■ PROBLEM TO SOLVE
Count every line in the data below where "PiiScanner" occurs, then state that number and nothing more.

---------- SOURCE MATERIAL

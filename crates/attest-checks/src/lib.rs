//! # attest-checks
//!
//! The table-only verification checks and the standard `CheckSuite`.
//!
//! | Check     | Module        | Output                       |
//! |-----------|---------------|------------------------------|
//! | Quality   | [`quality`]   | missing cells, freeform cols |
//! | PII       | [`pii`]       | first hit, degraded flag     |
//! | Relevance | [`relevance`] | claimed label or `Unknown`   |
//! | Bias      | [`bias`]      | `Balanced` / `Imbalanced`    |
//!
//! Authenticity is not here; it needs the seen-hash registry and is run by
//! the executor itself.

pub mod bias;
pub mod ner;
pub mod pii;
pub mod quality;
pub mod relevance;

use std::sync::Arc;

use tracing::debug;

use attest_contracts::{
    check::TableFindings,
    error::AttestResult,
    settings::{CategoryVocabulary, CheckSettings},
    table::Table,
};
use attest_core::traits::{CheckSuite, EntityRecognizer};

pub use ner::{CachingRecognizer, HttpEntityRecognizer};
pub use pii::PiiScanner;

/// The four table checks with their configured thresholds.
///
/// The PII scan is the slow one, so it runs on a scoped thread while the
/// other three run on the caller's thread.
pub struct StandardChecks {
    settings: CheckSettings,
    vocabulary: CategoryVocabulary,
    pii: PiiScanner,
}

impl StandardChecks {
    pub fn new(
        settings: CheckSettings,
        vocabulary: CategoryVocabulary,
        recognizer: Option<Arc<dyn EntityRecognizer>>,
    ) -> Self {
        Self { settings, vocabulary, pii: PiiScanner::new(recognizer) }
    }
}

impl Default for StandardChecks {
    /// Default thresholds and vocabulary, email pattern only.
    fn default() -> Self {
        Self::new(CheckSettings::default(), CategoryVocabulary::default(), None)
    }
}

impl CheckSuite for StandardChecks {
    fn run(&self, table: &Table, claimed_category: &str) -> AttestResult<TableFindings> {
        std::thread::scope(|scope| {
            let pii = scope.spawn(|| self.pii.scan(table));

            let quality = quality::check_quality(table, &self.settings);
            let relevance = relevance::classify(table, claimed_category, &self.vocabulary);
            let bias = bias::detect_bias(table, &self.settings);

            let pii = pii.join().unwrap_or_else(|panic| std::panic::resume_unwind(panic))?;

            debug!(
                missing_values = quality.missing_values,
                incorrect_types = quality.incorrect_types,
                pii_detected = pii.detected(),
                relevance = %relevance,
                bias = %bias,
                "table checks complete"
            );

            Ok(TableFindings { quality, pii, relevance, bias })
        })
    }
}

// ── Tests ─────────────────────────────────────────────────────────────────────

--------------------

■ RESPONSE AREA
3